3.2. Image Quality and Diagnostic Accuracy

An overview of the image quality assessment is presented in Table 3. The overall image quality was significantly improved with Revolution Apex when images were reconstructed with DLIR (p = 0.017) compared to image sets performed with Revolution CT and conventional reconstruction with ASiR-V. For criterion (2) Visually sharp delineation of the vessel wall of the left anterior descending artery (LAD) (p = 0.001), criterion (5) Visualization of the myocardial septum between the right and left ventricle (p = 0.005), and criterion (6) Homogeneity in the left/right ventricle (p = 0.009) significant image quality improvements were found for Revolution Apex with DLIR. In the same criteria 2, 5, 6, and 7, no significant differences were found with Revolution Apex and conventional reconstruction with ASiR-V. Regardless of the CT scanner and the reconstruction method, no significant differences were found in criteria 1, 3, and 4 (sharp/clear delineation of the aortic wall, visually sharp delineation of the vessel wall of RCA and CX).
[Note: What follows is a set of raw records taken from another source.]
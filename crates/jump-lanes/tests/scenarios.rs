//! Layout scenarios over small hand-written listings.

use jump_lanes::{
    DetailSide, Edge, EdgeId, LineNumber, LineSweep, PlanOptions, RowPlan, RowRole, Sweep,
    SweepError, TrackMark, layout_listing,
};
use pretty_assertions::assert_eq;

fn line_edges(raw: &[(u32, u32)]) -> Vec<Edge<LineNumber>> {
    raw.iter()
        .map(|&(from, to)| Edge::new(LineNumber(from), LineNumber(to)))
        .collect()
}

fn layout(
    raw: &[(u32, u32)],
    lines: std::ops::RangeInclusive<u32>,
) -> jump_lanes::LaneLayout<LineNumber> {
    let edges = line_edges(raw);
    let plan = RowPlan::build(lines.map(LineNumber), &edges, PlanOptions::default());
    layout_listing(&plan, edges).unwrap()
}

fn anchor_tracks(layout: &jump_lanes::LaneLayout<LineNumber>, line: u32) -> Vec<Option<EdgeId>> {
    layout
        .rows
        .iter()
        .find(|row| row.position == LineNumber(line) && row.role.is_anchor())
        .map(|row| row.tracks.clone())
        .unwrap()
}

#[test]
fn test_disjoint_edges_share_track() {
    let layout = layout(&[(10, 12), (14, 16)], 10..=16);

    assert_eq!(layout.track_of(EdgeId(0)), Some(0));
    assert_eq!(layout.track_of(EdgeId(1)), Some(0));
    assert_eq!(layout.levels, 1);
}

#[test]
fn test_nested_edges_use_first_fit() {
    let layout = layout(&[(10, 16), (12, 14)], 10..=17);

    assert_eq!(layout.track_of(EdgeId(0)), Some(0));
    assert_eq!(layout.track_of(EdgeId(1)), Some(1));
    assert_eq!(layout.levels, 2);
    assert_eq!(
        anchor_tracks(&layout, 13),
        vec![Some(EdgeId(0)), Some(EdgeId(1))]
    );
    assert_eq!(anchor_tracks(&layout, 17), vec![None, None]);
}

#[test]
fn test_three_mutually_overlapping_edges() {
    let layout = layout(&[(10, 20), (12, 18), (14, 16)], 10..=20);

    assert_eq!(layout.track_of(EdgeId(0)), Some(0));
    assert_eq!(layout.track_of(EdgeId(1)), Some(1));
    assert_eq!(layout.track_of(EdgeId(2)), Some(2));
    assert_eq!(layout.levels, 3);
}

#[test]
fn test_end_then_start_at_same_line_reuses_track() {
    let layout = layout(&[(10, 14), (14, 18)], 10..=18);

    let at_14: Vec<_> = layout
        .rows
        .iter()
        .filter(|row| row.position == LineNumber(14))
        .collect();
    assert_eq!(at_14.len(), 2);

    // Anchor row: A arrives and frees track 0.
    assert_eq!(at_14[0].role, RowRole::Anchor);
    assert_eq!(at_14[0].ends, vec![TrackMark { track: 0, edge: EdgeId(0) }]);
    assert!(at_14[0].starts.is_empty());

    // Detail row for B: B leaves and takes the freed track.
    assert_eq!(at_14[1].role, RowRole::jump_from(EdgeId(1)));
    assert_eq!(at_14[1].starts, vec![TrackMark { track: 0, edge: EdgeId(1) }]);

    assert_eq!(layout.levels, 1);
}

#[test]
fn test_source_side_detail_row_defers_arriving_end() {
    let mut sweep = LineSweep::new(line_edges(&[(10, 14), (14, 18)]));

    sweep.annotate(LineNumber(10), RowRole::Anchor).unwrap();
    sweep
        .annotate(LineNumber(10), RowRole::jump_from(EdgeId(0)))
        .unwrap();

    // The jump-from row for B comes first here: A's arrival at 14 is not ended on it.
    let detail = sweep
        .annotate(LineNumber(14), RowRole::jump_from(EdgeId(1)))
        .unwrap();
    assert!(detail.ends.is_empty());
    assert_eq!(detail.starts, vec![TrackMark { track: 1, edge: EdgeId(1) }]);
    assert_eq!(detail.tracks, vec![Some(EdgeId(0)), Some(EdgeId(1))]);

    let anchor = sweep.annotate(LineNumber(14), RowRole::Anchor).unwrap();
    assert_eq!(anchor.end(), Some(TrackMark { track: 0, edge: EdgeId(0) }));
    assert_eq!(anchor.tracks, vec![None, Some(EdgeId(1))]);
}

#[test]
fn test_back_edge_target_claims_before_outgoing_jump() {
    // Edge 0 leaves line 14 downwards, edge 1 is a loop back-edge arriving at 14.
    let layout = layout(&[(14, 16), (18, 14)], 14..=18);

    assert_eq!(layout.track_of(EdgeId(1)), Some(0));
    assert_eq!(layout.track_of(EdgeId(0)), Some(1));

    let anchor_14 = &layout.rows[0];
    assert_eq!(anchor_14.starts, vec![TrackMark { track: 0, edge: EdgeId(1) }]);
    assert_eq!(layout.levels, 2);
}

#[test]
fn test_back_edge_ends_on_source_anchor_row() {
    let layout = layout(&[(20, 10)], 10..=20);

    let row = layout
        .rows
        .iter()
        .find(|row| !row.ends.is_empty())
        .unwrap();
    assert_eq!(row.position, LineNumber(20));
    assert!(row.role.is_anchor());
    assert_eq!(layout.levels, 1);
}

#[test]
fn test_rows_out_of_order_fail() {
    let mut sweep = LineSweep::new(line_edges(&[(10, 16)]));

    sweep.annotate(LineNumber(12), RowRole::Anchor).unwrap();
    let err = sweep.annotate(LineNumber(11), RowRole::Anchor).unwrap_err();
    assert_eq!(
        err,
        SweepError::OutOfOrder {
            previous: "LineNumber(12)".to_string(),
            current: "LineNumber(11)".to_string(),
        }
    );

    // The sweep is over after a precondition failure.
    assert_eq!(
        sweep.annotate(LineNumber(13), RowRole::Anchor),
        Err(SweepError::Finished)
    );
}

#[test]
fn test_flag_level_operations_match_annotate() {
    // Two forward jumps and a back-edge from 15 to 11.
    let edges = line_edges(&[(10, 16), (12, 14), (15, 11)]);
    let plan = RowPlan::build((10..=16).map(LineNumber), &edges, PlanOptions::default());

    let mut by_role = Sweep::new(edges.clone());
    let mut by_flags = Sweep::new(edges);
    let mut claimed = Vec::new();

    for row in plan.iter() {
        let snapshot = by_role.annotate(row.position, row.role).unwrap();
        let (edge_at_row, ignore_from_starts, ignore_to_ends) = match row.role {
            RowRole::Anchor => (None, true, false),
            RowRole::Detail {
                edge,
                side: DetailSide::JumpFrom,
            } => (Some(edge), false, true),
            RowRole::Detail {
                edge,
                side: DetailSide::JumpInto,
            } => (Some(edge), true, false),
        };
        let starts = by_flags
            .advance_starts(row.position, edge_at_row, ignore_from_starts)
            .unwrap();
        let ends = by_flags.advance_ends(row.position, ignore_to_ends).unwrap();

        assert_eq!(snapshot.starts, starts);
        assert_eq!(snapshot.ends, ends);
        assert_eq!(snapshot.tracks, by_flags.tracks());
        claimed.extend(starts.into_iter().map(|mark| (row.position, row.role, mark)));
    }

    assert_eq!(
        claimed,
        vec![
            (
                LineNumber(10),
                RowRole::jump_from(EdgeId(0)),
                TrackMark { track: 0, edge: EdgeId(0) }
            ),
            (
                LineNumber(11),
                RowRole::Anchor,
                TrackMark { track: 1, edge: EdgeId(2) }
            ),
            (
                LineNumber(12),
                RowRole::jump_from(EdgeId(1)),
                TrackMark { track: 2, edge: EdgeId(1) }
            ),
        ]
    );
    assert_eq!(by_flags.finish(), Ok(3));
    assert_eq!(by_role.finish(), Ok(3));
}

#[test]
fn test_jump_into_rows_leave_tracks_untouched() {
    // Forward jumps 10 -> 14 and 12 -> 15, back-edge 16 -> 12.
    let edges = line_edges(&[(10, 14), (16, 12), (12, 15)]);
    let lines = || (10..=16).map(LineNumber);

    let plain = layout_listing(
        &RowPlan::build(lines(), &edges, PlanOptions::default()),
        edges.clone(),
    )
    .unwrap();
    let with_into = layout_listing(
        &RowPlan::build(
            lines(),
            &edges,
            PlanOptions {
                detail_rows: true,
                into_rows: true,
            },
        ),
        edges,
    )
    .unwrap();

    let into_rows: Vec<_> = with_into
        .rows
        .iter()
        .filter(|row| {
            matches!(
                row.role,
                RowRole::Detail {
                    side: DetailSide::JumpInto,
                    ..
                }
            )
        })
        .collect();
    assert_eq!(
        into_rows.iter().map(|row| row.position).collect::<Vec<_>>(),
        vec![LineNumber(12), LineNumber(14), LineNumber(15)]
    );
    for row in &into_rows {
        assert!(row.starts.is_empty());
        assert!(row.ends.is_empty());
    }

    let other_rows = with_into.rows.iter().filter(|row| {
        !matches!(
            row.role,
            RowRole::Detail {
                side: DetailSide::JumpInto,
                ..
            }
        )
    });
    assert!(plain.rows.iter().eq(other_rows));
    for edge in 0..3 {
        assert_eq!(
            with_into.track_of(EdgeId(edge)),
            plain.track_of(EdgeId(edge))
        );
    }
    assert_eq!(with_into.levels, plain.levels);
    assert_eq!(with_into.inconsistencies, 0);
}

#[test]
fn test_repeated_runs_are_identical() {
    let raw = [(10, 14), (14, 10), (14, 18), (12, 14), (18, 14)];
    let first = layout(&raw, 10..=18);
    let second = layout(&raw, 10..=18);
    assert_eq!(first, second);
}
Examples of the visual representation of the three different CCTA images from three of the patients is shown in Figure 1.
The diagnostic accuracy of the image sets performed with Revolution CT and ASiR-V was similar to those performed with Revolution Apex and ASiR-V with 69% of the images considered diagnostic and 31% non-diagnostic. However, with the use of Revolution Apex and DLIR, the diagnostic accuracy was improved with 88% of the images assessed as diagnostic and 12% as non-diagnostic. The reasons for the artifacts in non-diagnostic images are presented in Figure 2. It appears that the most frequently chosen reason for artifacts was motion closely followed by noise, except for the images performed with Revolution Apex and DLIR where only one of the artifacts in the image series was caused by noise.

3.3. Noise

The results of the ROI measurements are presented in Table 4. These results show a significant reduction in noise in the images performed with Revolution Apex DLIR compared to Revolution Apex ASiR-V. This was the case for both ROIAo (p ≤ 0.001) and ROIMyo (p = 0.015). However, there were no significant changes in noise when using the Revolution Apex ASiR-V compared to Revolution CT ASiR-V. In Table 5, the mean Hounsfield units (HU), noise, and signal-to-noise ratio (SNR) are presented. Comparing the mean noise values for Revolution CT ASiR-V versus Revolution Apex ASiR-V and Revolution Apex DLIR, respectively, only findings for comparation with Revolution Apex DLIR were statistically significant in both ROIAo and ROIMyo. Furthermore, we also compared Revolution Apex ASiR-V and Revolution Apex DLIR and found a statistically significant difference. Thus, the Revolution Apex DLIR-modality reduced noise significantly in both ROIAo and ROIMyo. Examples of this noise reduction are visualized in Figure 1. Making the same comparision for signal-to-noise ratio, we found the same pattern with af statistically significant difference in signal-to-noise ratio when comparing Revolution CT ASiR-V and Revolution Apex DLIR as wells as Revolution Apex ASiR-V and Revolution Apex DLIR. These stastically significant findings were made both in the ROIAo and ROIMyo. There was no statistically significant difference in SNR between Revolution CT ASiR-V and Revolution Apex ASiR-V in neither aorta nor the myocardium.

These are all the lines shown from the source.